We have shown recently that, contrarily to general belief, neuro-inspired systems can solve some combinatorial optimization problems (in particular Ising problems) more efficiently than state-of-the-art heuristics running on classical computers (such as the BLS algorithm). Our method is based on relaxation of binary spins to analog values and the addition of “error-encoding” neurons that allow improving the performance compared to previously proposed neural network approaches, notably by control of amplitude heterogeneity. We are extending the concepts of chaotic neural networks, that were proposed for solving the minima problem of Hopfield neural networks, and propose a robust scheme that do not get stuck in a subspace of non-optimal solution due to chaotic traps, by imposing that the entropy production rate of the system remains always positive. We are extending this method other types of problems such as satisfiability (SAT) and quadratic assignment problems (QAP), by notably utilizing technique called the valid-subspace approach. In order to explain the good performance of the proposed scheme, we are applying complexity analysis that come from the theory of spin glasses, notably the dynamical TAP approach. The neural network approach that we propose include the systematic mapping of combinatorial optimization problems, reduction of problem sizes, automated tuning of parameters of the algorithm, and automated configuration of the artificially neural network structure.
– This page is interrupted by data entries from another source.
impl DepartmentService {
    pub fn new(
        store: Arc<dyn BlobStore>,
        kv: LocalKvStore,
        cache: Arc<DepartmentCache>,
        config: &Config,
    ) -> Self {
        Self {
            store,
            kv,
            cache,
            registry: DepartmentRegistry::from_config(config),
            assets: config.static_assets.clone(),
            bucket: config.buckets.department_data.clone(),
            http: reqwest::Client::new(),
            write_through: true,
        }
    }

    /// Disable the write-through persistence of fallback-sourced documents
    /// (tiers 3 and 4 still cache, but no longer write to the store).
    pub fn without_write_through(mut self) -> Self {
        self.write_through = false;
        self
    }

    pub fn registry(&self) -> &DepartmentRegistry {
        &self.registry
    }

    /// Resolve a department document. Never fails: every error path ends in
    /// a synthesized placeholder.
    pub async fn get_department_data(&self, code: &str) -> DepartmentData {
        match self.resolve(code).await {
            Ok(data) => data,
            Err(e) => {
                // Outer safety net: return a placeholder without caching or
                // persisting anything.
                log::error!("Error fetching department data for {}: {}", code, e);
                self.synthesize(code)
            }
        }
    }

    /// The ordered resolution chain (tiers 1-4). Parse errors and I/O
    /// errors other than plain absence propagate to the safety net in
    /// `get_department_data`.
    async fn resolve(&self, code: &str) -> Result<DepartmentData> {
        // Tier 1: cache
        if let Some(data) = self.cache.get(code) {
            return Ok(data);
        }

        // Tier 2: remote store
        let object = format!("{code}.json");
        if let Some(bytes) = self.store.download(&self.bucket, &object).await? {
            let data: DepartmentData = serde_json::from_slice(&bytes)?;
            self.cache.insert(code, data.clone());
            return Ok(data);
        }

        // Tier 3: bundled static fallback, written through to the store
        if let Some(data) = self.load_bundled(code).await? {
            self.cache.insert(code, data.clone());
            self.persist_best_effort(code, &data).await;
            return Ok(data);
        }

        // Tier 4: synthesized placeholder
        log::info!("No data found for {}, generating fallback data", code);
        let data = self.synthesize(code);
        self.cache.insert(code, data.clone());
        self.persist_best_effort(code, &data).await;
        Ok(data)
    }

    /// Read the packaged default document for a code, if any is bundled.
    /// Absence (missing file, 404) means "try the next tier"; malformed
    /// JSON propagates.
    async fn load_bundled(&self, code: &str) -> Result<Option<DepartmentData>> {
        let file_name = self
            .registry
            .get(code)
            .map(|d| d.json_file.clone())
            .unwrap_or_else(|| format!("{code}.json"));

        match &self.assets {
            StaticAssets::None => Ok(None),
            StaticAssets::Dir { path } => {
                let full = std::path::Path::new(path).join(&file_name);
                match tokio::fs::read(&full).await {
                    Ok(bytes) => Ok(Some(serde_json::from_slice(&bytes)?)),
                    Err(e) if e.kind() == std::io::ErrorKind::NotFound => Ok(None),
                    Err(e) => Err(e.into()),
                }
            }
            StaticAssets::Url { base } => {
                let url = format!("{}/{}", base.trim_end_matches('/'), file_name);
                let response = self.http.get(&url).send().await?;
                if !response.status().is_success() {
                    return Ok(None);
                }
                let bytes = response.bytes().await?;
                Ok(Some(serde_json::from_slice(&bytes)?))
            }
        }
    }

    /// The explicit persist-what-we-just-loaded step of the chain.
    async fn persist_best_effort(&self, code: &str, data: &DepartmentData) {
        if !self.write_through {
            return;
        }
        if let Err(e) = self.store_department_data(code, data).await {
            log::warn!("Write-through for {} failed everywhere: {}", code, e);
        }
    }

    /// Minimal placeholder document for a department.
    pub fn synthesize(&self, code: &str) -> DepartmentData {
        let name = self.registry.display_name(code);

        DepartmentData {
            department: name.clone(),
            description: format!(
                "Welcome to the {name} department! Discover our exciting events and meet our coordinators."
            ),
            faculty_coordinators: vec![
                "Dr. John Doe".to_string(),
                "Prof. Jane Smith".to_string(),
            ],
            main_department_coordinators: vec![MainDepartmentCoordinator {
                student_name: "Student Coordinator".to_string(),
                usn: "1XX21XX000".to_string(),
                semester: 5,
                section: "A".to_string(),
                mobile_number: "9876543210".to_string(),
            }],
            events: vec![Event {
                sl_no: 1,
                event_name: format!("{name} Showcase"),
                event_type: "Competition".to_string(),
                department: name.clone(),
                venue: "Main Auditorium".to_string(),
                date: "2025-05-15".to_string(),
                description: format!("Show off your skills in this exciting {name} event."),
                registration_fees: 200,
                team_size: Some(2),
                rules_and_regulations: vec![
                    "Maximum 2 participants per team".to_string(),
                    "Time limit: 30 minutes".to_string(),
                    "Bring your own equipment".to_string(),
                ],
                faculty_coordinators: vec![Coordinator {
                    name: "Dr. John Doe".to_string(),
                    phone: "9876543210".to_string(),
                }],
                student_coordinators: vec![Coordinator {
                    name: "Student Coordinator".to_string(),
                    phone: "9876543210".to_string(),
                }],
                featured: true,
                poster_url: None,
            }],
        }
    }

    /// Save a department document wholesale.
    ///
    /// The cache is updated first, unconditionally. A failed remote write
    /// degrades to the local key-value store; the operation errors only
    /// when even that write fails (the document went nowhere durable).
    pub async fn store_department_data(
        &self,
        code: &str,
        data: &DepartmentData,
    ) -> Result<SaveOutcome> {
        log::info!("Storing department data for {}", code);

        self.cache.insert(code, data.clone());

        let json = serde_json::to_string(data)?;
        let object = format!("{code}.json");

        match self
            .store
            .upload(&self.bucket, &object, json.as_bytes(), "application/json")
            .await
        {
            Ok(_) => Ok(SaveOutcome::Remote),
            Err(e) => {
                log::error!("Error uploading department data to storage: {}", e);
                self.kv.set(&format!("department_{code}"), &json).await?;
                Ok(SaveOutcome::LocalOnly)
            }
        }
    }

    /// Fetch every registered department concurrently. Completion order is
    /// arbitrary; results are returned in registry order, and the chain's
    /// safety net means none of them can fail.
    pub async fn fetch_all_departments(&self) -> Vec<(String, DepartmentData)> {
        let codes: Vec<String> = self.registry.codes().map(str::to_string).collect();

        let fetches = codes.iter().map(|code| async {
            let data = self.get_department_data(code).await;
            (code.clone(), data)
        });

        join_all(fetches).await
    }

    /// Case-insensitive substring search over event name, description, and
    /// type across all departments.
    pub async fn search_events(
        &self,
        query: &str,
        department_filter: Option<&str>,
    ) -> Vec<SearchHit> {
        let query = query.to_lowercase();
        let mut hits = Vec::new();

        for (code, data) in self.fetch_all_departments().await {
            if let Some(filter) = department_filter {
                if code != filter {
                    continue;
                }
            }

            for event in data.events {
                let matches = query.is_empty()
                    || event.event_name.to_lowercase().contains(&query)
                    || event.description.to_lowercase().contains(&query)
                    || event.event_type.to_lowercase().contains(&query);
                if matches {
                    hits.push(SearchHit {
                        department_code: code.clone(),
                        event,
                    });
                }
            }
        }

        hits
    }

    /// Export a department document as a pretty-printed JSON download:
    /// `({code}_data.json, contents)`.
    pub async fn export_json(&self, code: &str) -> Result<(String, String)> {
        let data = self.get_department_data(code).await;
        let json = serde_json::to_string_pretty(&data)?;
        Ok((format!("{code}_data.json"), json))
    }

    /// Import a department document from raw JSON bytes. Invalid JSON is a
    /// hard failure; a valid document goes through the normal save path.
    pub async fn import_json(&self, code: &str, bytes: &[u8]) -> Result<SaveOutcome> {
        let data: DepartmentData = serde_json::from_slice(bytes)?;
        self.store_department_data(code, &data).await
    }
}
This work shows that neural network approaches to combinatorial optimization are close to a paradigm shift tipping point that is similar to the one that have been taking place recently in the field of machine learning with the development of deep learning.

Engineering of neuro-inspired unconventional hardware for energy efficient computation

(Representative papers: Yoshihisa Yamamoto, Kazuyuki Aihara, Timothee Leleu, et al., Nature Partner Journal: Quantum Information, 3(1):49, 2017)

Neuro-inspired approaches to solving combinatorial optimization problems can be implemented directly on unconventional hardware that, by construction, allow faster and more efficient computation because of their lower-level organization resembles neural systems. In particular, we have implemented using Field-Programmable Gate Arrays, which is a readily commercially available hardware, the neuro-inspired method we have proposed for solving combinatorial optimization and shown that 100 to 1000 reduction in the time in solving hard problems can be achieved using this hardware. In our research we are engineering similar algorithms on emerging hardware that will very likely, in the long run, replace digital electronics for certain special-purpose computing. In particular, we have proposed an opto-electronic implementation of type I and type II spiking neural networks, and extending our models to the implementation of our schemes on integrated photonics. The development of computational schemes that solve combinatorial optimization problems using time-coding in spiking neural networks and their implementation on various neuromorphic hardware is an important aspect of our research.